### Exercise goal
Below are records; how many of their lines contain "FxServiceTrait"? Reply with the number and no other words.

────────────────────────────────────────

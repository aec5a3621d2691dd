use std::sync::Arc;

use async_trait::async_trait;
use rust_decimal::Decimal;

use crate::constants::PERCENT_DECIMAL_PRECISION;
use crate::errors::Result;
use crate::fx::FxServiceTrait;
use crate::view::degrade_to_empty;

use super::savings_model::{SavingsAccount, SavingsSummary};

/// Contract for the savings collection endpoint.
#[async_trait]
pub trait SavingsRepositoryTrait: Send + Sync {
    async fn get_savings_accounts(&self) -> Result<Vec<SavingsAccount>>;
}

pub struct SavingsService {
    fx_service: Arc<dyn FxServiceTrait>,
    repository: Arc<dyn SavingsRepositoryTrait>,
}

impl SavingsService {
    pub fn new(
        fx_service: Arc<dyn FxServiceTrait>,
        repository: Arc<dyn SavingsRepositoryTrait>,
    ) -> Self {
        SavingsService {
            fx_service,
            repository,
        }
    }

    /// Pure reduction over already-fetched savings accounts.
    pub fn aggregate(&self, accounts: &[SavingsAccount], display_currency: &str) -> SavingsSummary {
        let mut total_saved = Decimal::ZERO;
        let mut total_goal = Decimal::ZERO;
        let mut with_goals_count = 0;

        for account in accounts {
            let currency = account.native_currency();
            total_saved +=
                self.fx_service
                    .convert_currency(account.balance(), currency, display_currency);
            if account.has_goal() {
                with_goals_count += 1;
                total_goal += self.fx_service.convert_currency(
                    account.goal_amount.unwrap_or_default(),
                    currency,
                    display_currency,
                );
            }
        }

        let overall_progress = if total_goal.is_zero() {
            Decimal::ZERO
        } else {
            (total_saved / total_goal * Decimal::ONE_HUNDRED)
                .round_dp(PERCENT_DECIMAL_PRECISION)
        };

        SavingsSummary {
            total_saved,
            total_goal,
            overall_progress,
            count: accounts.len(),
            with_goals_count,
            display_currency: display_currency.to_string(),
        }
    }

    pub async fn get_summary(&self, display_currency: &str) -> Result<SavingsSummary> {
        let accounts = degrade_to_empty(
            self.repository.get_savings_accounts().await,
            "savings accounts",
        )?;
        Ok(self.aggregate(&accounts, display_currency))
    }
}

────────────────────────────────────────

### Result
3